51 Dans ces conditions, et en l’absence, dans la directive 2001/83 et dans le règlement délégué 2016/161, d’une disposition indiquant qu’une forme de reconditionnement devrait être privilégiée par rapport à l’autre, il y a lieu de considérer que, sous réserve qu’il soit satisfait à l’ensemble des exigences visées à l’article 47 bis de cette directive, le reconditionnement dans un nouvel emballage et le réétiquetage de médicaments importés parallèlement constituent des formes de reconditionnement équivalentes en ce qui concerne l’efficacité des dispositifs de sécurité.

52 Eu égard à l’ensemble des considérations qui précèdent, il y a lieu de répondre à la première question que l’article 47 bis de la directive 2001/83 doit être interprété en ce sens que, sous réserve qu’il soit satisfait à l’ensemble des exigences visées à cet article, le reconditionnement dans un nouvel emballage et le réétiquetage de médicaments importés parallèlement constituent des formes de reconditionnement équivalentes en ce qui concerne l’efficacité des dispositifs de sécurité visés à l’article 54, sous o), de cette directive, sans que l’une ne prévale sur l’autre.

 Sur la deuxième question

53 Par sa deuxième question, la juridiction de renvoi demande, en substance, si l’article 10, paragraphe 2, et l’article 15 de la directive 2015/2436 doivent être interprétés en ce sens que le titulaire d’une marque est en droit de s’opposer à la commercialisation, par un importateur parallèle, d’un médicament reconditionné dans un nouvel emballage extérieur sur lequel est apposée cette marque lorsqu’un réétiquetage du médicament concerné, dans le respect des exigences prévues à l’article 47 bis de la directive 2001/83, permettrait également de commercialiser le médicament concerné dans l’État membre d’importation.

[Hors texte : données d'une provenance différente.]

use crate::core::currency::{ConfigSource, DEFAULT_CURRENCY_KEY};
use anyhow::{Context, Result};
use directories::ProjectDirs;
use serde::{Deserialize, Serialize};
use std::time::Duration;
use std::{fs, path::PathBuf};
use tracing::debug;

pub const ECB_DAILY_URL: &str = "https://www.ecb.europa.eu/stats/eurofxref/eurofxref-daily.xml";
pub const OPEN_EXCHANGE_RATES_HOST: &str = "openexchangerates.org";

#[derive(Debug, Deserialize, Serialize, Clone)]
pub struct EcbProviderConfig {
    pub url: String,
}

impl Default for EcbProviderConfig {
    fn default() -> Self {
        EcbProviderConfig {
            url: ECB_DAILY_URL.to_string(),
        }
    }
}

#[derive(Debug, Deserialize, Serialize, Clone)]
pub struct OpenExchangeRatesConfig {
    /// Stands in for the host's upgrade check; the commercial feed is only
    /// used when this is set.
    #[serde(default)]
    pub enabled: bool,
    #[serde(default = "default_oxr_host")]
    pub host: String,
    pub app_id: Option<String>,
    pub secure_connection: Option<bool>,
}

fn default_oxr_host() -> String {
    OPEN_EXCHANGE_RATES_HOST.to_string()
}

#[derive(Debug, Deserialize, Serialize, Clone, Default)]
pub struct ProvidersConfig {
    #[serde(default)]
    pub ecb: EcbProviderConfig,
    pub open_exchange_rates: Option<OpenExchangeRatesConfig>,
}

fn default_timeout_secs() -> u64 {
    30
}

#[derive(Debug, Deserialize, Serialize, Clone)]
pub struct AppConfig {
    /// ISO-4217 code every conversion rate is expressed against.
    pub default_currency: Option<String>,
    #[serde(default)]
    pub providers: ProvidersConfig,
    #[serde(default = "default_timeout_secs")]
    pub request_timeout_secs: u64,
    pub data_path: Option<String>,
}

impl AppConfig {
    pub fn load() -> Result<Self> {
        debug!("Loading default config");
        let config_path = Self::default_config_path()?;
        Self::load_from_path(&config_path)
    }

    pub fn default_config_path() -> Result<PathBuf> {
        let proj_dirs = ProjectDirs::from("org", "xru", "xru")
            .context("Could not determine project directories")?;
        Ok(proj_dirs.config_dir().join("config.yaml"))
    }

    pub fn data_path(&self) -> Result<PathBuf> {
        if let Some(custom_path) = &self.data_path {
            return Ok(PathBuf::from(custom_path));
        }
        let proj_dirs = ProjectDirs::from("org", "xru", "xru")
            .context("Could not determine project directories")?;
        Ok(proj_dirs.data_dir().to_path_buf())
    }

    pub fn load_from_path<P: AsRef<std::path::Path>>(path: P) -> Result<Self> {
        let config_str = fs::read_to_string(path.as_ref())
            .with_context(|| format!("Failed to read config file: {}", path.as_ref().display()))?;

        let config: Self = serde_yaml::from_str(&config_str)
            .with_context(|| format!("Failed to parse config file: {}", path.as_ref().display()))?;
        debug!("Successfully loaded config");
        Ok(config)
    }

    pub fn request_timeout(&self) -> Duration {
        Duration::from_secs(self.request_timeout_secs)
    }

    pub fn provider_settings(&self) -> ProviderSettings {
        let oxr = self.providers.open_exchange_rates.as_ref();
        ProviderSettings {
            default_iso4217: self.default_currency.clone(),
            app_id: oxr.and_then(|p| p.app_id.clone()),
            secure_connection: oxr.and_then(|p| p.secure_connection),
            commercial_enabled: oxr.is_some_and(|p| p.enabled),
        }
    }
}

impl ConfigSource for AppConfig {
    fn get_config(&self, key: &str) -> Option<String> {
        match key {
            DEFAULT_CURRENCY_KEY => self.default_currency.clone(),
            _ => None,
        }
    }
}

/// Per-run inputs to the rate fetcher.
#[derive(Debug, Clone, Default, PartialEq, Eq)]
pub struct ProviderSettings {
    pub default_iso4217: Option<String>,
    pub app_id: Option<String>,
    pub secure_connection: Option<bool>,
    pub commercial_enabled: bool,
}

impl ProviderSettings {
    pub fn new(default_iso4217: &str) -> Self {
        Self {
            default_iso4217: Some(default_iso4217.to_string()),
            ..Default::default()
        }
    }

    /// The default currency, upper-cased, if one is set and not blank.
    pub fn default_currency(&self) -> Option<String> {
        self.default_iso4217
            .as_deref()
            .map(str::trim)
            .filter(|s| !s.is_empty())
            .map(str::to_uppercase)
    }

    /// Credentials for the commercial provider, when it may be used.
    pub fn commercial_credentials(&self) -> Option<(&str, bool)> {
        if !self.commercial_enabled {
            return None;
        }
        let app_id = self
            .app_id
            .as_deref()
            .map(str::trim)
            .filter(|s| !s.is_empty())?;
        Some((app_id, self.secure_connection?))
    }
}
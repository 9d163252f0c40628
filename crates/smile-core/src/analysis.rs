//! Face analysis client.
//!
//! Wraps a remote face-detection capability behind [`FaceAnalysisBackend`].
//! Failures are never propagated: they are logged and turned into
//! [`AnalysisOutcome::Absent`], which downstream scoring treats as
//! "no contributing scores". This silently degrades the score instead of
//! surfacing an error to the user, so callers that need to tell the two
//! apart must inspect the outcome rather than the score.

use async_trait::async_trait;
use serde::{Deserialize, Serialize};
use std::sync::Arc;
use thiserror::Error;

#[derive(Error, Debug)]
pub enum AnalysisError {
    #[error("request failed: {0}")]
    Transport(String),
    #[error("service rejected request: HTTP {status}: {message}")]
    Rejected { status: u16, message: String },
    #[error("malformed response: {0}")]
    MalformedResponse(String),
}

/// Attribute-selection directive sent with each request.
#[derive(Debug, Clone, Copy, PartialEq, Eq, Serialize, Deserialize)]
#[serde(rename_all = "UPPERCASE")]
pub enum AttributeSelection {
    Default,
    All,
}

/// Boolean facial attribute with the service's confidence in it (0–100).
#[derive(Debug, Clone, Copy, PartialEq, Serialize, Deserialize)]
#[serde(rename_all = "PascalCase")]
pub struct BoolAttribute {
    pub value: bool,
    pub confidence: f64,
}

/// One detected emotion, e.g. `HAPPY`.
#[derive(Debug, Clone, PartialEq, Serialize, Deserialize)]
#[serde(rename_all = "PascalCase")]
pub struct Emotion {
    #[serde(rename = "Type")]
    pub kind: String,
    pub confidence: f64,
}

/// Per-face attributes. Only the smile-related fields are typed; everything
/// else the service returns is carried through untouched in `extra`.
#[derive(Debug, Clone, Default, PartialEq, Serialize, Deserialize)]
#[serde(rename_all = "PascalCase")]
pub struct FaceDetail {
    #[serde(default)]
    pub confidence: f64,
    #[serde(default)]
    pub smile: Option<BoolAttribute>,
    #[serde(default)]
    pub mouth_open: Option<BoolAttribute>,
    #[serde(default)]
    pub emotions: Vec<Emotion>,
    #[serde(flatten)]
    pub extra: serde_json::Map<String, serde_json::Value>,
}

impl FaceDetail {
    /// Confidence of the named emotion, if the service reported it.
    pub fn emotion(&self, kind: &str) -> Option<f64> {
        self.emotions
            .iter()
            .find(|e| e.kind.eq_ignore_ascii_case(kind))
            .map(|e| e.confidence)
    }
}

/// Full result of one face-analysis call.
#[derive(Debug, Clone, Default, PartialEq, Serialize, Deserialize)]
#[serde(rename_all = "PascalCase")]
pub struct FaceAttributes {
    #[serde(default)]
    pub face_details: Vec<FaceDetail>,
}

impl FaceAttributes {
    /// The face the service is most confident about.
    pub fn primary_face(&self) -> Option<&FaceDetail> {
        self.face_details.iter().max_by(|a, b| {
            a.confidence
                .partial_cmp(&b.confidence)
                .unwrap_or(std::cmp::Ordering::Equal)
        })
    }
}

/// Result of [`FaceAnalysisClient::analyze`].
#[derive(Debug, Clone, PartialEq)]
pub enum AnalysisOutcome {
    Detected(FaceAttributes),
    /// The call failed; the reason has already been logged.
    Absent { reason: String },
}

impl AnalysisOutcome {
    pub fn attributes(&self) -> Option<&FaceAttributes> {
        match self {
            AnalysisOutcome::Detected(attrs) => Some(attrs),
            AnalysisOutcome::Absent { .. } => None,
        }
    }

    pub fn is_absent(&self) -> bool {
        matches!(self, AnalysisOutcome::Absent { .. })
    }
}

/// A network-backed face-detection capability.
#[async_trait]
pub trait FaceAnalysisBackend: Send + Sync {
    async fn detect_faces(
        &self,
        image: &[u8],
        attributes: AttributeSelection,
    ) -> Result<FaceAttributes, AnalysisError>;

    /// Backend name for logging.
    fn name(&self) -> &'static str;
}

/// Thin adapter over a shared, read-only backend.
#[derive(Clone)]
pub struct FaceAnalysisClient {
    backend: Arc<dyn FaceAnalysisBackend>,
}

impl FaceAnalysisClient {
    pub fn new(backend: Arc<dyn FaceAnalysisBackend>) -> Self {
        Self { backend }
    }

    /// Run one detection requesting all attributes. Never retries, never errors.
    pub async fn analyze(&self, image: &[u8]) -> AnalysisOutcome {
        match self
            .backend
            .detect_faces(image, AttributeSelection::All)
            .await
        {
            Ok(attrs) => {
                tracing::info!(
                    backend = self.backend.name(),
                    faces = attrs.face_details.len(),
                    "face analysis complete"
                );
                AnalysisOutcome::Detected(attrs)
            }
            Err(err) => {
                tracing::warn!(
                    backend = self.backend.name(),
                    error = %err,
                    "face analysis failed; continuing without a result"
                );
                AnalysisOutcome::Absent {
                    reason: err.to_string(),
                }
            }
        }
    }
}
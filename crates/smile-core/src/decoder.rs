//! Image source decoding — embedded base64 payloads and fetchable URIs.
//!
//! Every path returns the image bytes exactly as they were captured. Nothing
//! is re-encoded and a failure never yields a partial buffer.

use crate::types::{ImageBytes, ImageSource};
use base64::alphabet;
use base64::engine::general_purpose::{GeneralPurpose, GeneralPurposeConfig};
use base64::engine::DecodePaddingMode;
use base64::Engine;
use std::path::Path;
use thiserror::Error;

const DATA_URI_BASE64_MARKER: &str = ";base64,";

/// Forgiving decoder: padding optional, non-zero trailing bits ignored.
const FORGIVING: GeneralPurpose = GeneralPurpose::new(
    &alphabet::STANDARD,
    GeneralPurposeConfig::new()
        .with_decode_padding_mode(DecodePaddingMode::Indifferent)
        .with_decode_allow_trailing_bits(true),
);

#[derive(Error, Debug)]
pub enum DecoderError {
    #[error("malformed embedded image payload: {0}")]
    Decode(String),
    #[error("failed to fetch image from {uri}: {reason}")]
    Fetch { uri: String, reason: String },
}

/// Decode an image source into its raw bytes.
pub async fn decode(source: ImageSource) -> Result<ImageBytes, DecoderError> {
    match source {
        ImageSource::Embedded { mime_type, payload } => {
            let bytes = decode_embedded(&payload)?;
            tracing::debug!(mime = %mime_type, bytes = bytes.len(), "decoded embedded image");
            Ok(bytes)
        }
        ImageSource::Uri { uri } => {
            // `data:` references carry their bytes inline.
            if uri.starts_with("data:") {
                return decode_embedded(&uri);
            }
            let bytes = fetch(&uri).await?;
            tracing::debug!(uri = %uri, bytes = bytes.len(), "fetched image");
            Ok(bytes)
        }
    }
}

/// Decode a standard base64 payload, stripping any `data:<mime>;base64,` header.
///
/// ASCII whitespace is skipped and padding is optional, so line-wrapped and
/// unpadded payloads decode. A body whose unpadded length is `1 (mod 4)`
/// cannot encode whole bytes and is rejected.
pub fn decode_embedded(payload: &str) -> Result<ImageBytes, DecoderError> {
    let body: Vec<u8> = strip_data_uri_header(payload)?
        .bytes()
        .filter(|b| !b.is_ascii_whitespace())
        .collect();
    let unpadded = body.iter().rev().skip_while(|&&b| b == b'=').count();
    if unpadded % 4 == 1 {
        return Err(DecoderError::Decode(format!(
            "invalid base64 length {unpadded}"
        )));
    }
    FORGIVING
        .decode(&body)
        .map(ImageBytes::new)
        .map_err(|e| DecoderError::Decode(e.to_string()))
}

fn strip_data_uri_header(payload: &str) -> Result<&str, DecoderError> {
    if !payload.starts_with("data:") {
        return Ok(payload);
    }
    match payload.find(DATA_URI_BASE64_MARKER) {
        Some(idx) => Ok(&payload[idx + DATA_URI_BASE64_MARKER.len()..]),
        None => Err(DecoderError::Decode(
            "data URI is not base64 encoded".to_string(),
        )),
    }
}

async fn fetch(uri: &str) -> Result<ImageBytes, DecoderError> {
    let fetch_err = |reason: String| DecoderError::Fetch {
        uri: uri.to_string(),
        reason,
    };

    if uri.starts_with("http://") || uri.starts_with("https://") {
        let response = reqwest::get(uri)
            .await
            .map_err(|e| fetch_err(e.to_string()))?;
        let status = response.status();
        if !status.is_success() {
            return Err(fetch_err(format!("HTTP {status}")));
        }
        let body = response
            .bytes()
            .await
            .map_err(|e| fetch_err(e.to_string()))?;
        return Ok(ImageBytes::new(body.to_vec()));
    }

    if uri.contains("://") && !uri.starts_with("file://") {
        return Err(fetch_err("unsupported URI scheme".to_string()));
    }
    let path = uri.strip_prefix("file://").unwrap_or(uri);

    tokio::fs::read(Path::new(path))
        .await
        .map(ImageBytes::new)
        .map_err(|e| fetch_err(e.to_string()))
}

54 En vertu de l’article 10, paragraphe 1, de la directive 2015/2436, l’enregistrement d’une marque confère à son titulaire un droit exclusif qui, selon cet article 10, paragraphe 2, sous a), habilite ce titulaire à interdire à tout tiers, en l’absence de son consentement, de faire usage dans la vie des affaires d’un signe identique à cette marque pour des produits ou des services identiques à ceux pour lesquels celle-ci a été enregistrée.

55 Ce droit exclusif du titulaire de la marque a été octroyé afin de permettre à celui-ci de protéger ses intérêts spécifiques en tant que titulaire de cette marque, c’est-à-dire d’assurer que cette dernière puisse remplir ses fonctions propres. Partant, l’exercice dudit droit doit être réservé aux cas dans lesquels l’usage du signe par un tiers porte atteinte ou est susceptible de porter atteinte aux fonctions de la marque. Parmi ces fonctions, figurent non seulement la fonction essentielle de la marque qui est de garantir aux consommateurs la provenance du produit ou du service, mais également les autres fonctions de celle-ci, comme, notamment, celle consistant à garantir la qualité de ce produit ou de ce service, ou celles de communication, d’investissement ou de publicité (voir, en ce sens, arrêt du 25 juillet 2018, Mitsubishi Shoji Kaisha et Mitsubishi Caterpillar Forklift Europe, C‑129/17, EU:C:2018:594, point 34 ainsi que jurisprudence citée).

56 Or, il ressort d’une jurisprudence constante qu’un reconditionnement du produit revêtu de la marque opéré par un tiers sans l’autorisation du titulaire de celle-ci est susceptible de créer des risques réels pour la garantie de provenance de ce produit (voir, en ce sens, arrêt du 17 mai 2018, Junek Europ-Vertrieb, C‑642/16, EU:C:2018:322, point 23 et jurisprudence citée), étant précisé que la notion de « reconditionnement », au sens de cette jurisprudence, inclut le réétiquetage (voir, en ce sens, arrêt du 17 mai 2018, Junek Europ-Vertrieb, C‑642/16, EU:C:2018:322, point 30 et jurisprudence citée).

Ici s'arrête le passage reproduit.